Symptoms of sleep-disordered breathing in children
Sleep-disordered breathing also affects up to 3% of children, with common symptoms including:
- habitual snoring (which affects about 3.2 – 12% of children)
- noisy breathing/increased work of breathing
- pauses in breathing with noisy resumption of breathing
- chronic mouth breathing
- behavioral problems, such as hyperactivity and aggressiveness
- restless sleep
There are a number of risk factors that could also predispose children to having sleep-disordered breathing, including:
- Adenotonsillar hypertrophy
- Craniofacial malformation
- Congenital syndromes (e.g. Down’s, Marfan’s, Pierre Robin Sequence, Achondroplasia)

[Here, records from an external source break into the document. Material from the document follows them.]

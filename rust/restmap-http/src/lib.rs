//! # restmap-http
//!
//! A blocking HTTP [`Connection`] for restmap, configured by a
//! [`ConnectionConfig`].
//!
//! ```rust,ignore
//! use restmap::{EntityManager, RestmapConfig};
//! use restmap_http::HttpConnection;
//!
//! let config = RestmapConfig::load("restmap.toml")?;
//! let manager = EntityManager::from_config(&config, HttpConnection::register_all(&config)?)?;
//! ```

use reqwest::blocking::Client;
use reqwest::header::HeaderMap;
use reqwest::StatusCode;
use restmap::{
    Connection, ConnectionConfig, ConnectionRegister, FilterMode, Method, PaginatedConnection,
    Pagination, Query, RestmapConfig, RestmapError, Result,
};
use serde_json::Value;
use std::cell::Cell;
use std::rc::Rc;
use url::Url;

pub struct HttpConnection {
    name: String,
    config: ConnectionConfig,
    base: Url,
    client: Client,
    last_pagination: Cell<Pagination>,
}

impl HttpConnection {
    pub fn new(name: impl Into<String>, config: ConnectionConfig) -> Result<Self> {
        let name = name.into();
        let base = Url::parse(&format!("{}/", config.base_uri.trim_end_matches('/'))).map_err(|e| {
            RestmapError::Config(format!(
                "connection \"{}\" has an invalid base_uri \"{}\": {}",
                name, config.base_uri, e
            ))
        })?;
        let client = Client::builder()
            .timeout(config.timeout())
            .build()
            .map_err(|e| RestmapError::ConnectionFailed(format!("failed to build HTTP client: {}", e)))?;

        Ok(Self {
            name,
            config,
            base,
            client,
            last_pagination: Cell::new(Pagination::default()),
        })
    }

    /// One connection per entry of `config.connections`, registered under
    /// its name.
    pub fn register_all(config: &RestmapConfig) -> Result<ConnectionRegister> {
        let mut register = ConnectionRegister::new();
        for (name, connection) in &config.connections {
            let connection = Self::new(name.clone(), connection.clone())?;
            register.register(name.clone(), Rc::new(connection) as Rc<dyn Connection>);
        }
        Ok(register)
    }

    pub fn name(&self) -> &str {
        &self.name
    }

    pub fn config(&self) -> &ConnectionConfig {
        &self.config
    }

    /// Absolute request URL: the query path joined onto the base URI, with
    /// filter, sort and paging parameters.
    pub fn url_for(&self, query: &Query) -> Result<Url> {
        let mut url = self
            .base
            .join(query.path().trim_start_matches('/'))
            .map_err(|e| RestmapError::Config(format!("invalid path \"{}\": {}", query.path(), e)))?;

        let pairs = self.query_pairs(query);
        if !pairs.is_empty() {
            url.query_pairs_mut().extend_pairs(pairs);
        }
        Ok(url)
    }

    fn query_pairs(&self, query: &Query) -> Vec<(String, String)> {
        let mut pairs = Vec::new();

        if self.config.filter_mode == FilterMode::Query {
            for (field, value) in query.filter() {
                match value {
                    Value::Array(items) => {
                        let key = format!("{}[]", field);
                        for item in items {
                            pairs.push((key.clone(), self.parameter(item)));
                        }
                    }
                    other => pairs.push((field.clone(), self.parameter(other))),
                }
            }
        }

        if !query.sort().is_empty() {
            let sort = query
                .sort()
                .iter()
                .map(|(field, direction)| format!("{}:{}", field, direction.as_str()))
                .collect::<Vec<_>>()
                .join(",");
            pairs.push((self.config.pagination.sort_param.clone(), sort));
        }

        if let Some(page) = query.page() {
            pairs.push((self.config.pagination.page_param.clone(), page.to_string()));
        }
        if let Some(per_page) = query.per_page() {
            pairs.push((self.config.pagination.per_page_param.clone(), per_page.to_string()));
        }
        pairs
    }

    fn parameter(&self, value: &Value) -> String {
        match value {
            Value::Null => self.config.null_value.clone(),
            Value::String(s) => s.clone(),
            other => other.to_string(),
        }
    }

    fn read_pagination(&self, headers: &HeaderMap) -> Pagination {
        let read = |name: &Option<String>| -> Option<u64> {
            let name = name.as_deref()?;
            headers.get(name)?.to_str().ok()?.trim().parse().ok()
        };
        let settings = &self.config.pagination;
        Pagination {
            expected_total_item_sum: read(&settings.total_header),
            expected_page_item_sum: read(&settings.page_items_header),
            expected_current_page: read(&settings.current_page_header),
        }
    }

    fn reports_pagination(&self) -> bool {
        let settings = &self.config.pagination;
        settings.total_header.is_some()
            || settings.page_items_header.is_some()
            || settings.current_page_header.is_some()
    }
}

fn http_method(method: Method) -> reqwest::Method {
    match method {
        Method::Get => reqwest::Method::GET,
        Method::Post => reqwest::Method::POST,
        Method::Put => reqwest::Method::PUT,
        Method::Patch => reqwest::Method::PATCH,
        Method::Delete => reqwest::Method::DELETE,
    }
}

impl Connection for HttpConnection {
    fn handle_query(&self, query: &Query) -> Result<Option<Value>> {
        let url = self.url_for(query)?;
        let method = query.method();
        tracing::debug!(connection = %self.name, %method, %url, "sending request");

        let mut request = self.client.request(http_method(method), url.clone());
        for (name, value) in self.config.headers.iter().chain(query.headers()) {
            request = request.header(name.as_str(), value.as_str());
        }
        if let Some(data) = query.data() {
            request = request.json(data);
        }

        let response = request
            .send()
            .map_err(|e| RestmapError::ConnectionFailed(format!("{} {}: {}", method, url, e)))?;

        let status = response.status();
        if status == StatusCode::NOT_FOUND {
            tracing::debug!(connection = %self.name, %method, %url, "resource not found");
            return Ok(None);
        }
        if !status.is_success() {
            let body = response.text().unwrap_or_default();
            tracing::warn!(connection = %self.name, %method, %url, %status, "request failed");
            return Err(RestmapError::ConnectionFailed(format!(
                "{} {} returned {}: {}",
                method, url, status, body
            )));
        }

        self.last_pagination.set(self.read_pagination(response.headers()));
        let body = response
            .text()
            .map_err(|e| RestmapError::ConnectionFailed(format!("{} {}: {}", method, url, e)))?;
        if body.trim().is_empty() {
            return Ok(None);
        }
        Ok(Some(serde_json::from_str(&body)?))
    }

    fn as_paginated(&self) -> Option<&dyn PaginatedConnection> {
        if self.reports_pagination() {
            Some(self)
        } else {
            None
        }
    }
}

impl PaginatedConnection for HttpConnection {
    fn total_results_sum(&self) -> Option<u64> {
        self.last_pagination.get().expected_total_item_sum
    }

    fn current_page_results_sum(&self) -> Option<u64> {
        self.last_pagination.get().expected_page_item_sum
    }

    fn current_page(&self) -> Option<u64> {
        self.last_pagination.get().expected_current_page
    }
}

impl std::fmt::Debug for HttpConnection {
    fn fmt(&self, f: &mut std::fmt::Formatter<'_>) -> std::fmt::Result {
        f.debug_struct("HttpConnection")
            .field("name", &self.name)
            .field("base", &self.base.as_str())
            .finish()
    }
}

#[cfg(test)]
mod tests {
    use super::*;
    use reqwest::header::HeaderValue;
    use restmap::{PaginationConfig, Record, SortDirection};
    use serde_json::json;

    fn connection(config: ConnectionConfig) -> HttpConnection {
        HttpConnection::new("api", config).unwrap()
    }

    fn filter(value: Value) -> Record {
        match value {
            Value::Object(map) => map,
            other => panic!("not an object: {}", other),
        }
    }

    #[test]
    fn test_path_joins_onto_base() {
        let http = connection(ConnectionConfig::new("https://api.example.com/v1"));
        let query = Query::new("User", Method::Get, "/users/7");
        assert_eq!(
            http.url_for(&query).unwrap().as_str(),
            "https://api.example.com/v1/users/7"
        );
    }

    #[test]
    fn test_filter_sort_and_page_parameters() {
        let http = connection(ConnectionConfig::new("https://api.example.com/").with_null_value("null"));
        let query = Query::new("User", Method::Get, "users")
            .with_filter(filter(json!({"name": "Ada Lovelace", "manager": null, "role": ["a", "b"]})))
            .with_sort(vec![
                ("age".to_string(), SortDirection::Descending),
                ("name".to_string(), SortDirection::Ascending),
            ])
            .with_page(Some(2), Some(50));

        let url = http.url_for(&query).unwrap();
        let pairs: Vec<(String, String)> = url.query_pairs().into_owned().collect();
        assert!(pairs.contains(&("name".to_string(), "Ada Lovelace".to_string())));
        assert!(pairs.contains(&("manager".to_string(), "null".to_string())));
        assert!(pairs.contains(&("role[]".to_string(), "a".to_string())));
        assert!(pairs.contains(&("role[]".to_string(), "b".to_string())));
        assert!(pairs.contains(&("sort".to_string(), "age:DESC,name:ASC".to_string())));
        assert!(pairs.contains(&("page".to_string(), "2".to_string())));
        assert!(pairs.contains(&("per_page".to_string(), "50".to_string())));
    }

    #[test]
    fn test_filters_can_be_left_out() {
        let http = connection(
            ConnectionConfig::new("https://api.example.com").with_filter_mode(FilterMode::None),
        );
        let query = Query::new("User", Method::Get, "/users").with_filter(filter(json!({"age": 3})));
        assert_eq!(http.url_for(&query).unwrap().query(), None);
    }

    #[test]
    fn test_pagination_headers() {
        let http = connection(ConnectionConfig::new("https://api.example.com").with_pagination(
            PaginationConfig::default()
                .with_total_header("X-Total-Count")
                .with_current_page_header("X-Page"),
        ));
        assert!(http.as_paginated().is_some());

        let mut headers = HeaderMap::new();
        headers.insert("X-Total-Count", HeaderValue::from_static("42"));
        headers.insert("X-Page", HeaderValue::from_static(" 3 "));
        let pagination = http.read_pagination(&headers);
        assert_eq!(pagination.expected_total_item_sum, Some(42));
        assert_eq!(pagination.expected_current_page, Some(3));
        assert_eq!(pagination.expected_page_item_sum, None);

        let plain = connection(ConnectionConfig::new("https://api.example.com"));
        assert!(plain.as_paginated().is_none());
    }

    #[test]
    fn test_invalid_base_uri() {
        assert!(matches!(
            HttpConnection::new("api", ConnectionConfig::new("not a url")),
            Err(RestmapError::Config(_))
        ));
    }

    #[test]
    fn test_register_all() {
        let config = RestmapConfig::default()
            .with_connection("primary", ConnectionConfig::new("https://a.example.com"))
            .with_connection("archive", ConnectionConfig::new("https://b.example.com"));
        let register = HttpConnection::register_all(&config).unwrap();
        assert!(register.contains("primary"));
        assert!(register.contains("archive"));
    }
}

If symptoms of sleep-disordered breathing are observed in a child, it’s important to either refer the child to a pediatric sleep physician and/or recommend a sleep test to determine whether he or she has a breathing disorder.
Screening and diagnosis for sleep disordered breathing
If you suspect a patient may have sleep-disordered breathing, this three step screening process for SDB can get the patient on the path to getting diagnosed.
Can you recognize some of the common symptoms of SDB in the patient?
Ask the patient to complete a simple five-question sleep apnea symptom test as a quick screener.
Recommend the patient takes a sleep study to determine whether or not they have SDB, and if they do, to determine how severe it is.